This bocks looks horrible. I'm pretty sure that pink nail polish will be sheer. Why would I need some non-pigmented Burts Bees lipgloss when I can get it from any WalMart? I hate hate hate eyeliners. I have over 30 of them, all from subscription boxes. I hope they dead that trend! I hate Juice Beauty but I'm willing to give the moisturizer a try. Hopefully it doesn't break me out.


----------



## lannf (Nov 2, 2014)

Not excited at all.  Another pink nail polish (in fall/winter), another black eyeliner (yawn), a lip gloss I could by in my local supermarket, and Juice Beauty product (meh).  It may be time for me to cancel.


----------



## Lynn Haller (Nov 3, 2014)

I am really surprised that they are putting a Burt's Bees lip gloss in this box.  It is a good product and I have lot's of Burt's Bees, but drugstore product is not what I expect from Glossybox.  I don't mind the OPI, I love pink polish, but definitely the wrong time of year for this as well.  I am still excited for this box because I know I will use everything (even another black eyeliner), I just hope the last item is a really good one!


----------



## MaryW86 (Nov 3, 2014)

I am actually happy with the spoilers so far.  You can never go wrong with a pink nail polish.  Black eyeliner is a staple for me so it will be used and the packaging for it is adorable.  I love pretty much everything from Burt's Bees and I am sure this lip gloss will be great for the cold months ahead.  I am not a huge fan of Juice Beauty and am up to try new things.  I am just very curious to see what the other item will be and maybe this is a month where we get 6 items?!  /emoticons/[email protected] 2x" width="20" height="20" />


----------



## ivfmommy (Nov 5, 2014)

this is my first glossy box and for $21 I had high hopes, I guess the Alex and Ani will cover the cost but I am still looking forward to these items to add to my collection


----------



## girlnamedpete (Nov 5, 2014)

What's all this talk about Alex and Ani???  Inquiring minds want to know!   :wassatt:   TIA!


----------



## SaraP (Nov 5, 2014)

@@girlnamedpete There is a promo code for a free bracelet when you sign up for GB


----------



## girlnamedpete (Nov 5, 2014)

sarap said:


> @@girlnamedpete There is a promo code for a free bracelet when you sign up for GB


Ah!  I see now.  Unfortunately, I can't take advantage of it.  Thanks for letting me know!


----------



## Kookymama (Nov 6, 2014)

Where is the last reveal, Glossy?   I think we knew all of October's contents by the 6th.    Maybe the last item is a super-dee-duper product that they want us suffer for.


----------



## littlemissnurse (Nov 9, 2014)

I'm disappointed I'm glossy because I feel like they could do better (I mean this is supposed to be a luxury box), but at the same time I will more than likely use all of the products.

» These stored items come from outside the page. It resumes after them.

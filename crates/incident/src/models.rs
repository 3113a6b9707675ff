use serde::{Deserialize, Deserializer, Serialize};

/// Property name SignalFx uses to filter on a detector.
pub const DETECTOR_ID_PROPERTY: &str = "sf_detectorId";

/// Treat an explicit `null` like a missing field.
fn null_as_default<'de, D, T>(deserializer: D) -> Result<T, D::Error>
where
    D: Deserializer<'de>,
    T: Default + Deserialize<'de>,
{
    Ok(Option::<T>::deserialize(deserializer)?.unwrap_or_default())
}

/// Response page returned by the v1 event time series search.
#[derive(Debug, Clone, PartialEq, Deserialize)]
pub struct EventTimeSeriesPage {
    /// Matching incident records
    #[serde(default, deserialize_with = "null_as_default")]
    pub rs: Vec<EventTimeSeries>,
}

/// A single active incident as reported by the v1 event time series search.
///
/// Missing or `null` fields decode to empty values so one bad record does not
/// fail the whole page; such records are dropped during normalization.
#[derive(Debug, Clone, PartialEq, Deserialize)]
pub struct EventTimeSeries {
    /// Incident ID
    #[serde(rename = "sf_incidentId", default, deserialize_with = "null_as_default")]
    pub incident_id: String,
    /// Last update time in milliseconds since the Unix epoch
    #[serde(rename = "sf_updatedOnMs", default)]
    pub updated_on_ms: Option<f64>,
    /// Detector name
    #[serde(rename = "sf_detector", default, deserialize_with = "null_as_default")]
    pub detector: String,
    /// Detector ID
    #[serde(rename = "sf_detectorId", default, deserialize_with = "null_as_default")]
    pub detector_id: String,
}

/// Property filter selecting what a muting rule applies to.
#[derive(Debug, Clone, PartialEq, Eq, Serialize)]
#[serde(rename_all = "camelCase")]
pub struct MuteFilter {
    /// Property name
    pub property: String,
    /// Property value to match
    pub property_value: String,
}

impl MuteFilter {
    /// Create a filter matching a single detector.
    pub fn detector(detector_id: &str) -> Self {
        Self { property: DETECTOR_ID_PROPERTY.to_owned(), property_value: detector_id.to_owned() }
    }
}

/// Payload for creating an alert muting rule.
#[derive(Debug, Clone, PartialEq, Eq, Serialize)]
#[serde(rename_all = "camelCase")]
pub struct MuteRequest {
    /// Filters selecting the muted alerts
    pub filters: Vec<MuteFilter>,
    /// Start of the muting window in milliseconds since the Unix epoch
    pub start_time: i64,
    /// End of the muting window in milliseconds since the Unix epoch
    pub stop_time: i64,
    /// Human readable reason
    pub description: String,
}

impl MuteRequest {
    /// Detector ID targeted by this request, if it filters on one.
    pub fn detector_id(&self) -> Option<&str> {
        self.filters
            .iter()
            .find(|f| f.property == DETECTOR_ID_PROPERTY)
            .map(|f| f.property_value.as_str())
    }
}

I'm hoping the last item is really good though!


----------



## JenniferV (Nov 12, 2014)

So I got an early review box today, but reading through here has me confused!  I didn't get the eyeliner or the Burt's Bees.  ETA: I believe that was a spoiler for the UK box. Here is what I received:


----------



## JenniferV (Nov 12, 2014)

evildrporkchop said:


> Two more items revealed.
> 
> 
> 
> ...


Ohhh, wait.  I actually think this is a UK spoiler for November!  Not US!


----------



## littlemissnurse (Nov 12, 2014)

What's in the pink bottle??


----------



## JenniferV (Nov 12, 2014)

littlemissnurse said:


> What's in the pink bottle??


It's 12 Benefits Instant Healthy Hair Treatment

http://12benefits.com/instant-healthy-hair-treatment/


----------



## SaraP (Nov 12, 2014)

@@JenniferV Thanks for posting! I love your blog and didn't even know you are here on MUT.


----------



## Allison H (Nov 13, 2014)

Awesome!! NO. BLACK. EYELINER!! I'm so happy! Oh and I just received a shipping notice on my Glossybox! It might even beat my Ipsy bag!


----------



## Kookymama (Nov 13, 2014)

@@JenniferV - Thank you for giving us a preview. Its been crickets around here for this box.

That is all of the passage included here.